Aim of the task: From the line that contains "filename src/navigate/operations.rs" to the final line of the entries, return every line exactly and leave out all others.

Recorded data:
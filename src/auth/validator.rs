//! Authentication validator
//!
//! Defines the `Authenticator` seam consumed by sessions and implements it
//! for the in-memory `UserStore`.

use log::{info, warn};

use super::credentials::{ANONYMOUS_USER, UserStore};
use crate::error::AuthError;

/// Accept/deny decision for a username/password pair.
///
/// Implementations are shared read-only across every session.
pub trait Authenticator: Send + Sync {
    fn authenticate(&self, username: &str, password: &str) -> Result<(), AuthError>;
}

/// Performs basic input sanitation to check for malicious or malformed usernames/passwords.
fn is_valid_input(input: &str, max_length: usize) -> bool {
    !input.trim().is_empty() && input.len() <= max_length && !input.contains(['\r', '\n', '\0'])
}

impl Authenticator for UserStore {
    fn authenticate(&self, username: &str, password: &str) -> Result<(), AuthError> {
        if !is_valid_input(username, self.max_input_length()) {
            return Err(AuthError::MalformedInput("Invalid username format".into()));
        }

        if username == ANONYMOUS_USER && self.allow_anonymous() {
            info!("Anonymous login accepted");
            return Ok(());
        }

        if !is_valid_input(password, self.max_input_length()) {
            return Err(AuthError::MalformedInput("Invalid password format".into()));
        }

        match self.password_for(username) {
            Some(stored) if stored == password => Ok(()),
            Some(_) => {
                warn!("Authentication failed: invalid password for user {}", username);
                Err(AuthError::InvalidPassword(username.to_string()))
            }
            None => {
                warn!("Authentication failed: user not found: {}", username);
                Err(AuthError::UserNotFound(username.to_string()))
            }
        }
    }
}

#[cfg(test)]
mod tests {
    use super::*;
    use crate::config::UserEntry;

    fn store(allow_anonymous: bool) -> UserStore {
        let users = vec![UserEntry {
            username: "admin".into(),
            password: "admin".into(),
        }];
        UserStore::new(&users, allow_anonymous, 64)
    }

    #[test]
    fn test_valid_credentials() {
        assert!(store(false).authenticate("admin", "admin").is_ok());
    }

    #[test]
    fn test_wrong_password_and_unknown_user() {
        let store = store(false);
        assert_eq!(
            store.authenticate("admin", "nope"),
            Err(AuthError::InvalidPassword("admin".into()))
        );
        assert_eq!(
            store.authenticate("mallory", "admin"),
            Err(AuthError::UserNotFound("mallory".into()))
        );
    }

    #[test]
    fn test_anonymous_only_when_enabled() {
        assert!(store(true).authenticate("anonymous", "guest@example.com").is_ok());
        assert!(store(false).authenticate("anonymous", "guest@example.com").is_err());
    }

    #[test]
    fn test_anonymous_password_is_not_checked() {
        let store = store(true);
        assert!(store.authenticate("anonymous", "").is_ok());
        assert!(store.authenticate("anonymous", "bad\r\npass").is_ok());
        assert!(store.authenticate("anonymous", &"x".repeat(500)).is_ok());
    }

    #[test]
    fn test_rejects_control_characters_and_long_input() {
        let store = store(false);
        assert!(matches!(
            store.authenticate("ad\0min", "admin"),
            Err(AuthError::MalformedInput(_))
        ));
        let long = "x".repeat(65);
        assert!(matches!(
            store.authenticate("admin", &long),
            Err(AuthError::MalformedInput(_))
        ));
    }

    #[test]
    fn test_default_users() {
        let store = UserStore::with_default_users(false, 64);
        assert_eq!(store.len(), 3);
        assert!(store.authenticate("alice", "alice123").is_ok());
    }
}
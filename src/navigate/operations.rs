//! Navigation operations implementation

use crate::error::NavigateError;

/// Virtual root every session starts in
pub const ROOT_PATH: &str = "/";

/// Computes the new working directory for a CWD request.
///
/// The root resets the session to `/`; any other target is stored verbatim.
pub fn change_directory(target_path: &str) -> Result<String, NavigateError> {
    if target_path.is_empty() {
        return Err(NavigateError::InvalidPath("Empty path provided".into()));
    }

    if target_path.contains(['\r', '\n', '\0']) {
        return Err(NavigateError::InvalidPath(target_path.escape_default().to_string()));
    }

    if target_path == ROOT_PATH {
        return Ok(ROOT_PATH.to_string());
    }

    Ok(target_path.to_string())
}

Result for this task:
filename src/navigate/operations.rs
//! Navigation operations implementation

use crate::error::NavigateError;

/// Virtual root every session starts in
pub const ROOT_PATH: &str = "/";

/// Computes the new working directory for a CWD request.
///
/// The root resets the session to `/`; any other target is stored verbatim.
pub fn change_directory(target_path: &str) -> Result<String, NavigateError> {
    if target_path.is_empty() {
        return Err(NavigateError::InvalidPath("Empty path provided".into()));
    }

    if target_path.contains(['\r', '\n', '\0']) {
        return Err(NavigateError::InvalidPath(target_path.escape_default().to_string()));
    }

    if target_path == ROOT_PATH {
        return Ok(ROOT_PATH.to_string());
    }

    Ok(target_path.to_string())
}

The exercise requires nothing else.